黑龍江地區(qū)芍藥紅斑病病原鑒定及室內(nèi)藥劑篩選1)

陳悅 翟亞娟 劉麗玲 馮玉娟 孫于淼白慶榮

(吉林農(nóng)業(yè)大學(xué)，長春，130118) (遼源市農(nóng)業(yè)科學(xué)院) (長春海關(guān)技術(shù)中心) (黑河市愛輝區(qū)氣象局) (吉林農(nóng)業(yè)大學(xué))

芍藥(PaeonialactifloraPall.)屬毛茛目、毛茛科芍藥屬多年生草本植物，花朵艷麗，被人們譽為“花仙”和“花相”，且被列為“十大名花”之一，又被稱為“五月花神”，其根部又是常用的藥材。芍藥的觀賞價值與藥用價值一直以來都備受關(guān)注[1]。近幾年來，在東北各地區(qū)發(fā)展藥用植物種植產(chǎn)業(yè)力度不斷增大，尤其是藥用芍藥的種植面積也在不斷擴大，但在其引種栽培、廣泛種植及中藥材的貯存運輸過程中，往往遭受到各種病害的危害，嚴(yán)重影響藥材品質(zhì)。2017年，黑龍江芍藥主產(chǎn)區(qū)大范圍發(fā)生芍藥紅斑病害，發(fā)病地區(qū)達98%，已成為威脅芍藥栽培的主要病害。目前迫切需要對芍藥紅斑病的病原進行鑒定，并進行室內(nèi)藥劑篩選，為該病害診斷和防治提供依據(jù)和資料。

1 材料與方法

1.1 材料

供試芍藥紅斑病標(biāo)本采自黑龍江省哈爾濱、大慶、齊齊哈爾和黑河市。

1.2 方法

芍藥紅斑病癥狀描述：觀察各地區(qū)芍藥紅斑病的典型癥狀，記錄發(fā)病特點，并拍照保存。

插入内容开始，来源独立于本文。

/*!
These are all the custom errors that this library could return.

This library uses a nesting system to convey the most useful information
while minimising the number of unique enumerations required:
- DKTreeError:
  - Misuse of the graph API (an index that was never handed out, or was freed,
    or an empty query). These are checked before anything is changed, so the
    DKTree is untouched.
  - CorruptedDKTree wraps a TreeError: a succinct tree was asked for a bit it
    does not hold, which means the DKTree's internal state is inconsistent.
- TreeError:
  - Contract violations against a single TTree or LTree.
- ConfigError:
  - Tree parameters that cannot describe a working tree.
*/

/// Errors produced as a result of interactions with the DKTree object.
#[derive(Clone, Debug, PartialEq, Eq)]
pub enum DKTreeError {
  /// Produced when a row or column index is not live: either it was never
  /// returned by `insert_entry`, or it has since been passed to `delete_entry`.
  InvalidIndex {
    /// The offending index.
    index: usize,
    /// The operation that was attempted.
    operation: &'static str,
  },
  /// Produced when a batched query is given an empty set of rows or columns.
  EmptyQuery {
    /// The operation that was attempted.
    operation: &'static str,
  },
  /// Indicates that the source error left, or found, the DKTree in an
  /// inconsistent state.
  CorruptedDKTree {
    ///
    source: Box<TreeError>,
  },
  /// Propogation of a ConfigError.
  InvalidConfig {
    ///
    source: Box<ConfigError>,
  },
}
impl std::error::Error for DKTreeError {
  fn source(&self) -> Option<&(dyn std::error::Error + 'static)> {
    use DKTreeError::*;
    match self {
      CorruptedDKTree{source} => Some(source),
      InvalidConfig{source} => Some(source),
      _ => None,
    }
  }
}
impl std::fmt::Display for DKTreeError {
  fn fmt(&self, f: &mut std::fmt::Formatter<'_>) -> std::fmt::Result {
    use DKTreeError::*;
    match self {
      InvalidIndex{index, operation} => write!(f, "{}: invalid argument {}, position not occupied in matrix", operation, index),
      EmptyQuery{operation} => write!(f, "{}: the set of rows or columns to query is empty", operation),
      CorruptedDKTree{source} => write!(f, "The DKTree's contents are corrupted as a result of the following error: {}", source),
      InvalidConfig{source} => write!(f, "{}", source),
    }
  }
}
impl From<TreeError> for DKTreeError {
  fn from(error: TreeError) -> Self {
    DKTreeError::CorruptedDKTree {
      source: Box::new(error),
    }
  }
}
impl From<ConfigError> for DKTreeError {
  fn from(error: ConfigError) -> Self {
    DKTreeError::InvalidConfig {
      source: Box::new(error),
    }
  }
}

/// Errors produced as a result of interactions with a TTree or LTree.
#[derive(Clone, Debug, PartialEq, Eq)]
pub enum TreeError {
  /// Produced when a bit beyond the end of the tree is requested.
  IndexOutOfRange {
    /// The requested bit.
    index: usize,
    /// The number of bits in the tree.
    len: usize,
  },
  /// Produced when a block is inserted or removed at a position which is not
  /// a multiple of the block length.
  MisalignedBlock {
    /// The position the block operation was attempted at.
    index: usize,
    /// The length of a block.
    block: usize,
  },
}
impl std::error::Error for TreeError {
  fn source(&self) -> Option<&(dyn std::error::Error + 'static)> {
    None
  }
}
impl std::fmt::Display for TreeError {
  fn fmt(&self, f: &mut std::fmt::Formatter<'_>) -> std::fmt::Result {
    use TreeError::*;
    match self {
      IndexOutOfRange{index, len} => write!(f, "Attempt to access bit {} of a tree holding {} bits", index, len),
      MisalignedBlock{index, block} => write!(f, "Could not insert or remove a block of length {} at index {}", block, index),
    }
  }
}

/// Errors produced when validating a Config.
#[derive(Clone, Debug, PartialEq, Eq)]
pub enum ConfigError {
  /// Produced when a user attempts to create a tree with a k value below 2.
  SmallKValue {
    ///
    k: usize,
  },
  /// Produced when k is so large that the initial k⁴ matrix size does not
  /// fit in a usize.
  LargeKValue {
    ///
    k: usize,
  },
  /// Produced when internal nodes could hold fewer than 3 children, which
  /// leaves no room to split or merge them.
  SmallNodeSize {
    ///
    node_size_max: usize,
  },
  /// Produced when a leaf could hold fewer than 2 blocks.
  SmallLeafCapacity {
    ///
    leaf_bits_max: usize,
    /// The length of a block.
    block: usize,
  },
}
impl std::error::Error for ConfigError {
  fn source(&self) -> Option<&(dyn std::error::Error + 'static)> {
    None
  }
}
impl std::fmt::Display for ConfigError {
  fn fmt(&self, f: &mut std::fmt::Formatter<'_>) -> std::fmt::Result {
    use ConfigError::*;
    match self {
      SmallKValue{k} => write!(f, "Attempt to create a DKTree with a k value of {}, which less than the minimum of 2.", k),
      LargeKValue{k} => write!(f, "Attempt to create a DKTree with a k value of {}, whose fourth power overflows a usize.", k),
      SmallNodeSize{node_size_max} => write!(f, "Internal nodes must be allowed at least 3 children, not {}", node_size_max),
      SmallLeafCapacity{leaf_bits_max, block} => write!(f, "Leaves of {} bits cannot hold two blocks of {} bits", leaf_bits_max, block),
    }
  }
}

/// Errors produced while loading a graph from an edge-list.
#[derive(Debug)]
pub enum LoadError {
  /// The reader failed.
  Io {
    ///
    source: std::io::Error,
  },
  /// A line did not consist of two whitespace-separated indices.
  Parse {
    /// The 1-based line number.
    line: usize,
    /// The contents of the offending line.
    content: String,
  },
  /// The graph rejected an operation.
  Graph {
    ///
    source: Box<DKTreeError>,
  },
}
impl std::error::Error for LoadError {
  fn source(&self) -> Option<&(dyn std::error::Error + 'static)> {
    use LoadError::*;
    match self {
      Io{source} => Some(source),
      Graph{source} => Some(source),
      Parse{..} => None,
    }
  }
}
impl std::fmt::Display for LoadError {
  fn fmt(&self, f: &mut std::fmt::Formatter<'_>) -> std::fmt::Result {
    use LoadError::*;
    match self {
      Io{source} => write!(f, "Could not read edge-list: {}", source),
      Parse{line, content} => write!(f, "Line {} is not a pair of indices: {:?}", line, content),
      Graph{source} => write!(f, "{}", source),
    }
  }
}
impl From<std::io::Error> for LoadError {
  fn from(error: std::io::Error) -> Self {
    LoadError::Io {
      source: error,
    }
  }
}
impl From<DKTreeError> for LoadError {
  fn from(error: DKTreeError) -> Self {
    LoadError::Graph {
      source: Box::new(error),
    }
  }
}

病原菌的分離：將采集的病葉用清水沖洗干凈，剪取病健交界處的病害組織若干塊，大小為0.3 cm×0.3 cm，先放到體積分?jǐn)?shù)70%酒精中消毒1 min，再放到體積分?jǐn)?shù)0.1%氯化汞中消毒0.5 min，之后再用無菌水反復(fù)沖洗3次，待組織塊吹干，放置于PDA平板培養(yǎng)基上，每皿放4塊，在恒溫培養(yǎng)箱內(nèi)25 ℃培養(yǎng)[2]。

致病性測定：將病原菌在PDA培養(yǎng)基上純化培養(yǎng)10～14 d，待病原菌產(chǎn)生分生孢子后，將其用無菌水洗下，配置成濃度為106個·mL-1的孢子懸液。用滅菌的噴霧器將配置好的孢子懸液噴灑到已消毒的健康植株葉片上，對照植株上噴無菌水，每個處理重復(fù)3次，套上透明塑料袋保濕培養(yǎng)3 d后，逐日觀察發(fā)病情況[3]。發(fā)病后對植株病組織再進行分離，比較與其最初分離到的病原菌是否一致。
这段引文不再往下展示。